> **Activity**:
Starting at the line that holds "use crate::metrics;" and stopping at the line that holds "let store = storage::from_config(&config.storage).await?;", restate the records below word for word, with both of those lines included.

> **Data extract**:
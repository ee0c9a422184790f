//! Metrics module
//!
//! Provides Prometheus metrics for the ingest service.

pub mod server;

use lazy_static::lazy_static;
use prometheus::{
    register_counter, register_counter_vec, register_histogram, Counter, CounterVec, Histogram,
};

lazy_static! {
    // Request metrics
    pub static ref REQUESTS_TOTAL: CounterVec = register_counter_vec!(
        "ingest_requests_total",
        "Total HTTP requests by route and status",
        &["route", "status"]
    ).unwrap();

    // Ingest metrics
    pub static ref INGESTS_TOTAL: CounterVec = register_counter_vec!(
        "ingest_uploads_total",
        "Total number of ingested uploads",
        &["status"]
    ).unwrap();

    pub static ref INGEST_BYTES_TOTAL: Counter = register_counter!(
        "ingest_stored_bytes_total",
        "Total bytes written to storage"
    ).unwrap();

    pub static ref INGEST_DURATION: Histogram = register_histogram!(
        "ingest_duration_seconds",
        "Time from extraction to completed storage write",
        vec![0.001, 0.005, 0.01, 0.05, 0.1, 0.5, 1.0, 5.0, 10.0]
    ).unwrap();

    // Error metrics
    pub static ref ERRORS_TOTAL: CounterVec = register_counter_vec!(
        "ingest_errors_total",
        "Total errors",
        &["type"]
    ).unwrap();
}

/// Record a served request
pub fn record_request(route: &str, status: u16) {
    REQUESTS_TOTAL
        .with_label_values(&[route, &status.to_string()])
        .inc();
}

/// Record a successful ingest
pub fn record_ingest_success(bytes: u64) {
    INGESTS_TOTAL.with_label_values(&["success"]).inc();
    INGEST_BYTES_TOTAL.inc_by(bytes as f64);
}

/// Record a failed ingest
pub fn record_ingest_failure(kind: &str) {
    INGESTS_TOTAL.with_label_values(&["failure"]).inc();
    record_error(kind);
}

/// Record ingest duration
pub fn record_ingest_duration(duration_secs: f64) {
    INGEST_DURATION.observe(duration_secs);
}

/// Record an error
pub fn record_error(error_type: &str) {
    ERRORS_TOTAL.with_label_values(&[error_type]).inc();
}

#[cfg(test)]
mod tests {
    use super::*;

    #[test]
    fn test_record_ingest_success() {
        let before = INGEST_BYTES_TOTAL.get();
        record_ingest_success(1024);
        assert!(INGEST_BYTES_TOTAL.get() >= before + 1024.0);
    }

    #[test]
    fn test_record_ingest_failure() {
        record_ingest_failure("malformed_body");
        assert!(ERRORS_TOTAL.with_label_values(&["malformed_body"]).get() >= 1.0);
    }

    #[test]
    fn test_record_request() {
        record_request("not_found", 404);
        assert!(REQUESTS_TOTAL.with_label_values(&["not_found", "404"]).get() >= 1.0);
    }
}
---
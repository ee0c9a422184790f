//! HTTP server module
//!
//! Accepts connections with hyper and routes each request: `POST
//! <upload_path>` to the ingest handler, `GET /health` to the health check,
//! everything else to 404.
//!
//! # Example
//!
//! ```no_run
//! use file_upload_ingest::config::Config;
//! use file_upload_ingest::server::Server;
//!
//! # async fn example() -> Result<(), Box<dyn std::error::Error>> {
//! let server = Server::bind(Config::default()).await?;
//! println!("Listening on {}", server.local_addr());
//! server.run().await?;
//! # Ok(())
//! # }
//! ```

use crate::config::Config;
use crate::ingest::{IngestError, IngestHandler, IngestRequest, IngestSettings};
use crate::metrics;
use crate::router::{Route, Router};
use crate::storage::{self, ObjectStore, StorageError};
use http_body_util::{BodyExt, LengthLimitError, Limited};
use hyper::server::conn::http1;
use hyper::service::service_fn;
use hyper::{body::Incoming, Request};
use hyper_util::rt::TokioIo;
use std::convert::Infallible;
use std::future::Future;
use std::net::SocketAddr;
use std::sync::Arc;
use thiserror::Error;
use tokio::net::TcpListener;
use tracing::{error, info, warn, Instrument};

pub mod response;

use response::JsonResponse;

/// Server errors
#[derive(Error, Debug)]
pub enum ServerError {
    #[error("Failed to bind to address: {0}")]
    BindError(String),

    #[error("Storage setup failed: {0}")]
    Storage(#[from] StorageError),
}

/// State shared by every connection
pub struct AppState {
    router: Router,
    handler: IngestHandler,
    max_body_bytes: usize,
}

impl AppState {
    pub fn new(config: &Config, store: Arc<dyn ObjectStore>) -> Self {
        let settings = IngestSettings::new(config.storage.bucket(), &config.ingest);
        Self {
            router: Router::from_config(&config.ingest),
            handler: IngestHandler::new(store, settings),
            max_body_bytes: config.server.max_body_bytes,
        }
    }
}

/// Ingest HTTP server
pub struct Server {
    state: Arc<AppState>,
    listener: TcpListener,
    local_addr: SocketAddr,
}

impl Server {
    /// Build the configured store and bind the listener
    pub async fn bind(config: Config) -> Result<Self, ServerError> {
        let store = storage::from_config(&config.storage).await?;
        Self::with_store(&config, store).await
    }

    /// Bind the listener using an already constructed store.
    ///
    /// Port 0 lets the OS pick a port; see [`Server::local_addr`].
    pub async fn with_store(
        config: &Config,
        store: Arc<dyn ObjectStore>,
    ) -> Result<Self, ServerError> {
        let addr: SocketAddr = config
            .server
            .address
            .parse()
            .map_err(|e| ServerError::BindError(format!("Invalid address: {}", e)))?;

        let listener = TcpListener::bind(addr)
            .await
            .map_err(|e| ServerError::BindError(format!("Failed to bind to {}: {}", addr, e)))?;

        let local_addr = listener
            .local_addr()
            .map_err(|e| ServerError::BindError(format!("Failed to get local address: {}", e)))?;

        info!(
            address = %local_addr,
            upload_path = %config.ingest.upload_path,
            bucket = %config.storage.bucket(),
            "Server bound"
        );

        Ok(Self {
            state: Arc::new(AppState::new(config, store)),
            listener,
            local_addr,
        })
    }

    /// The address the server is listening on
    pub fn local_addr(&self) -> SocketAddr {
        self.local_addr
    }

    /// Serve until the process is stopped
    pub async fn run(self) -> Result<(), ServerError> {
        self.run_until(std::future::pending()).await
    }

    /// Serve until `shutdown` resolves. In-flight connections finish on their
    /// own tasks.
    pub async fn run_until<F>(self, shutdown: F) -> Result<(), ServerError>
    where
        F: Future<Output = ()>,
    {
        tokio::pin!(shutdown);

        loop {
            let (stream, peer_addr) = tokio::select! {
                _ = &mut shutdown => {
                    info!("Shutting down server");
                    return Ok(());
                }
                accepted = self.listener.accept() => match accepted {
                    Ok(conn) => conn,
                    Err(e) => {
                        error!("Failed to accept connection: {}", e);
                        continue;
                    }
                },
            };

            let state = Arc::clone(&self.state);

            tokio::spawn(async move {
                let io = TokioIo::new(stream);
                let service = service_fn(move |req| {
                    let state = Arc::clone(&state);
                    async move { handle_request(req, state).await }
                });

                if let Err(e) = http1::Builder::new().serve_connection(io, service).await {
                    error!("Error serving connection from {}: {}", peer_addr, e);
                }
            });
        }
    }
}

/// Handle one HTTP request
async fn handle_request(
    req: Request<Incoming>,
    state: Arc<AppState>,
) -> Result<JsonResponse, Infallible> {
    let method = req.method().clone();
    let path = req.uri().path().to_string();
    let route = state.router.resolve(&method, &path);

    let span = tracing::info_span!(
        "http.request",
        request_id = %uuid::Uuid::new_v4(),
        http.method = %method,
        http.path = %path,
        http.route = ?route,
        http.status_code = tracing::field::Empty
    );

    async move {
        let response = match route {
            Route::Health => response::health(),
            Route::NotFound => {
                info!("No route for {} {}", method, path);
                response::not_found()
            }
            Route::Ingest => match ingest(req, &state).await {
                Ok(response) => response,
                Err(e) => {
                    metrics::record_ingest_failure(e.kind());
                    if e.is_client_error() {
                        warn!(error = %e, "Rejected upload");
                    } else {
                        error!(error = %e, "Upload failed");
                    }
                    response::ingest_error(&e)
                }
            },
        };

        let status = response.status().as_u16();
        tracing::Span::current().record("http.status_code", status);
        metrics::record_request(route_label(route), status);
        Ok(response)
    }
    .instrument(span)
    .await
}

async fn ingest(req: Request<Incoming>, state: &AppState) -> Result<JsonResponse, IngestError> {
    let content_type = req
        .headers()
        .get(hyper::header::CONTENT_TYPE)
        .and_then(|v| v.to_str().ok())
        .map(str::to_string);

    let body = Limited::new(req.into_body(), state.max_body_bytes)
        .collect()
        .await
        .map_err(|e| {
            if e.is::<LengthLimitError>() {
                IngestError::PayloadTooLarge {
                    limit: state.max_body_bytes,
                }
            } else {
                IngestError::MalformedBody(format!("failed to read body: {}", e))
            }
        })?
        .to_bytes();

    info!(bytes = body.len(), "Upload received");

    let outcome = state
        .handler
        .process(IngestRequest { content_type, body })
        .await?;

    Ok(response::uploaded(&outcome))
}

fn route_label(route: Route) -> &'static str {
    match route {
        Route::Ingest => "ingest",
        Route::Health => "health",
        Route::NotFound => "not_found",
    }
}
...
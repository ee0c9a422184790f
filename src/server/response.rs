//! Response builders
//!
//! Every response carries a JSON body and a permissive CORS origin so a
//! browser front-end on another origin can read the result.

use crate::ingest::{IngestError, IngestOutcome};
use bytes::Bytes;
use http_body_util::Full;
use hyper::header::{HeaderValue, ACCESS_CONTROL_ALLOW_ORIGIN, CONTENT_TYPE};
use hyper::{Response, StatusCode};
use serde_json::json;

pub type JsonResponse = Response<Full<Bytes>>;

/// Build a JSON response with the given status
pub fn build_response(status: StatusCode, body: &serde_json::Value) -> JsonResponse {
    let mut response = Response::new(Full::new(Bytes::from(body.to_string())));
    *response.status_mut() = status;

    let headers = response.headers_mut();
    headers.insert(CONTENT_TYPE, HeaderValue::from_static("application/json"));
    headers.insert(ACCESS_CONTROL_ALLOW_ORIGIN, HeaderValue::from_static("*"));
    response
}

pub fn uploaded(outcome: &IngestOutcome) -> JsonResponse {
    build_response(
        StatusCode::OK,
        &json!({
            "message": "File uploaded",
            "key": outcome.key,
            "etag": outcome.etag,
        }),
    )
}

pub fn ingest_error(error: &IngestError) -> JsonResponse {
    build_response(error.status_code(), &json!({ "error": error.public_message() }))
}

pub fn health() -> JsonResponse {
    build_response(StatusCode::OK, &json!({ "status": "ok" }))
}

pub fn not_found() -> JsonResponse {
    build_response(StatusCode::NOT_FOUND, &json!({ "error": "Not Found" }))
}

> **Result of this exercise**:
use crate::metrics;
use crate::router::{Route, Router};
use crate::storage::{self, ObjectStore, StorageError};
use http_body_util::{BodyExt, LengthLimitError, Limited};
use hyper::server::conn::http1;
use hyper::service::service_fn;
use hyper::{body::Incoming, Request};
use hyper_util::rt::TokioIo;
use std::convert::Infallible;
use std::future::Future;
use std::net::SocketAddr;
use std::sync::Arc;
use thiserror::Error;
use tokio::net::TcpListener;
use tracing::{error, info, warn, Instrument};

pub mod response;

use response::JsonResponse;

/// Server errors
#[derive(Error, Debug)]
pub enum ServerError {
    #[error("Failed to bind to address: {0}")]
    BindError(String),

    #[error("Storage setup failed: {0}")]
    Storage(#[from] StorageError),
}

/// State shared by every connection
pub struct AppState {
    router: Router,
    handler: IngestHandler,
    max_body_bytes: usize,
}

impl AppState {
    pub fn new(config: &Config, store: Arc<dyn ObjectStore>) -> Self {
        let settings = IngestSettings::new(config.storage.bucket(), &config.ingest);
        Self {
            router: Router::from_config(&config.ingest),
            handler: IngestHandler::new(store, settings),
            max_body_bytes: config.server.max_body_bytes,
        }
    }
}

/// Ingest HTTP server
pub struct Server {
    state: Arc<AppState>,
    listener: TcpListener,
    local_addr: SocketAddr,
}

impl Server {
    /// Build the configured store and bind the listener
    pub async fn bind(config: Config) -> Result<Self, ServerError> {
        let store = storage::from_config(&config.storage).await?;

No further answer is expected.